Source data:
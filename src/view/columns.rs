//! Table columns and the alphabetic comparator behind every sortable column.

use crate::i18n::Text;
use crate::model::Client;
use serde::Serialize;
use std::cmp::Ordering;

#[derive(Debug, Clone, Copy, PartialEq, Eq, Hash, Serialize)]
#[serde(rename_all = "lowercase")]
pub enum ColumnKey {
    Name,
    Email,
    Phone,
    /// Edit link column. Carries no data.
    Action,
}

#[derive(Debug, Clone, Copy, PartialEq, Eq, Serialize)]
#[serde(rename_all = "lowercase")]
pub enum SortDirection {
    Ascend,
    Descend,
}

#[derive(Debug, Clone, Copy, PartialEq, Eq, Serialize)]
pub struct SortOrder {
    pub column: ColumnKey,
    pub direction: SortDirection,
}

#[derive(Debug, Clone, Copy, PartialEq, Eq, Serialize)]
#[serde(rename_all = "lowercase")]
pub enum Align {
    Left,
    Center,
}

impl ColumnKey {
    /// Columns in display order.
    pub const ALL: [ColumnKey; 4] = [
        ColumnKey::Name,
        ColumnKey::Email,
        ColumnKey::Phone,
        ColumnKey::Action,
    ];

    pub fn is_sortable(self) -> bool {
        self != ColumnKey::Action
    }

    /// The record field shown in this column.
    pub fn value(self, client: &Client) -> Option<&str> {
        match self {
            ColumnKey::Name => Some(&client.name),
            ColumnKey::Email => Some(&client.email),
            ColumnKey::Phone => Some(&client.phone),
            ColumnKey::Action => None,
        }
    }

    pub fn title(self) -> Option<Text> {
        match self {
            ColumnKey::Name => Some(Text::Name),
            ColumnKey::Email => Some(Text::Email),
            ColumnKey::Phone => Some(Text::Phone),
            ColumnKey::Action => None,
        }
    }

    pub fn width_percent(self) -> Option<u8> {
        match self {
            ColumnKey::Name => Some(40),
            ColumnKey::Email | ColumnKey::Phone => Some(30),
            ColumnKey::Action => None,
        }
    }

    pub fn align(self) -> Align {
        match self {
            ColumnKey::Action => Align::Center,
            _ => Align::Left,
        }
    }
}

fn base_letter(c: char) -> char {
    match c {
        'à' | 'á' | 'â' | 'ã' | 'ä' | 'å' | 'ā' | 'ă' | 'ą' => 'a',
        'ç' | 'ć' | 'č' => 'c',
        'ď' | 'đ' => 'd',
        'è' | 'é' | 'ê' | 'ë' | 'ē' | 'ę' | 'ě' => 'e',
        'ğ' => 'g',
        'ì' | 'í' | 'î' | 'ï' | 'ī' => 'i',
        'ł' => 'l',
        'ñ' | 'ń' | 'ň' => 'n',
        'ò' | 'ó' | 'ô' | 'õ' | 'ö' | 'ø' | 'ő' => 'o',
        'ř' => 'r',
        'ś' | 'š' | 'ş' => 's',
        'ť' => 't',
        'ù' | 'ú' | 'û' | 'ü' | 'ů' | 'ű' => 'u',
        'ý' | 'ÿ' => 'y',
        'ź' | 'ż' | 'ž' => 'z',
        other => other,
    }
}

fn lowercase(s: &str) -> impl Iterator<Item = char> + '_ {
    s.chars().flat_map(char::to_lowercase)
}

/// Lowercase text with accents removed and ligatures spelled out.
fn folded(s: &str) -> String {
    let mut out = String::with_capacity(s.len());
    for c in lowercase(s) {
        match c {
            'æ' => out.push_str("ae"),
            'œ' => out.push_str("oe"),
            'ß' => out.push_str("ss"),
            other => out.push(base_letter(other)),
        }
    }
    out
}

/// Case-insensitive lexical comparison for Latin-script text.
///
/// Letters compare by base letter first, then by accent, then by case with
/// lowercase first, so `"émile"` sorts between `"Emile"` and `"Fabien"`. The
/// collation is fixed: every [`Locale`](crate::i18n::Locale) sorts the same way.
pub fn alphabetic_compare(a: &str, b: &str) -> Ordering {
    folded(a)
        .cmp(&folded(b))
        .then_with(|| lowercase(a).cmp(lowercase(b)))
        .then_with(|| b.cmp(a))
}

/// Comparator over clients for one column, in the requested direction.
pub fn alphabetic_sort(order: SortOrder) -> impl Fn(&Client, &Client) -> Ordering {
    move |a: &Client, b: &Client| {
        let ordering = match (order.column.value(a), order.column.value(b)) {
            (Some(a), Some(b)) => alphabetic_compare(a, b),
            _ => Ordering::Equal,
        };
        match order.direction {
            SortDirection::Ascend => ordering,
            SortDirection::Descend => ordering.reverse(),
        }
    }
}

==

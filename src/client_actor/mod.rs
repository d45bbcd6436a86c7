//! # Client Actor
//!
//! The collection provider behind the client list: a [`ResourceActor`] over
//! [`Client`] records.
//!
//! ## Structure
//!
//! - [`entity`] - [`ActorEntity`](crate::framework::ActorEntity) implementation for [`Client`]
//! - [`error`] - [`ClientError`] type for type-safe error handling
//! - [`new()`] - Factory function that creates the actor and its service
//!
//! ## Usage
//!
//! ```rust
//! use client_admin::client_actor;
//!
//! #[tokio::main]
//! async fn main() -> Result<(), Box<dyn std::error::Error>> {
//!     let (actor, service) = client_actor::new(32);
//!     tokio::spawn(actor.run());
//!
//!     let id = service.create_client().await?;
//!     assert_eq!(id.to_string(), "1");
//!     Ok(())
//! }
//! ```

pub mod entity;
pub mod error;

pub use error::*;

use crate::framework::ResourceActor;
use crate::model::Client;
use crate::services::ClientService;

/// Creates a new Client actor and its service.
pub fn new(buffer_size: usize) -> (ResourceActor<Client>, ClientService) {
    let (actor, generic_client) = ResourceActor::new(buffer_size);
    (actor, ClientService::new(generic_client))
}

Try it | Copy out the lines above exactly, beginning at the one that contains "filename src/view/columns.rs" and ending at the one that contains "pub fn title(self)".

Response |
filename src/view/columns.rs
//! Table columns and the alphabetic comparator behind every sortable column.

use crate::i18n::Text;
use crate::model::Client;
use serde::Serialize;
use std::cmp::Ordering;

#[derive(Debug, Clone, Copy, PartialEq, Eq, Hash, Serialize)]
#[serde(rename_all = "lowercase")]
pub enum ColumnKey {
    Name,
    Email,
    Phone,
    /// Edit link column. Carries no data.
    Action,
}

#[derive(Debug, Clone, Copy, PartialEq, Eq, Serialize)]
#[serde(rename_all = "lowercase")]
pub enum SortDirection {
    Ascend,
    Descend,
}

#[derive(Debug, Clone, Copy, PartialEq, Eq, Serialize)]
pub struct SortOrder {
    pub column: ColumnKey,
    pub direction: SortDirection,
}

#[derive(Debug, Clone, Copy, PartialEq, Eq, Serialize)]
#[serde(rename_all = "lowercase")]
pub enum Align {
    Left,
    Center,
}

impl ColumnKey {
    /// Columns in display order.
    pub const ALL: [ColumnKey; 4] = [
        ColumnKey::Name,
        ColumnKey::Email,
        ColumnKey::Phone,
        ColumnKey::Action,
    ];

    pub fn is_sortable(self) -> bool {
        self != ColumnKey::Action
    }

    /// The record field shown in this column.
    pub fn value(self, client: &Client) -> Option<&str> {
        match self {
            ColumnKey::Name => Some(&client.name),
            ColumnKey::Email => Some(&client.email),
            ColumnKey::Phone => Some(&client.phone),
            ColumnKey::Action => None,
        }
    }

    pub fn title(self) -> Option<Text> {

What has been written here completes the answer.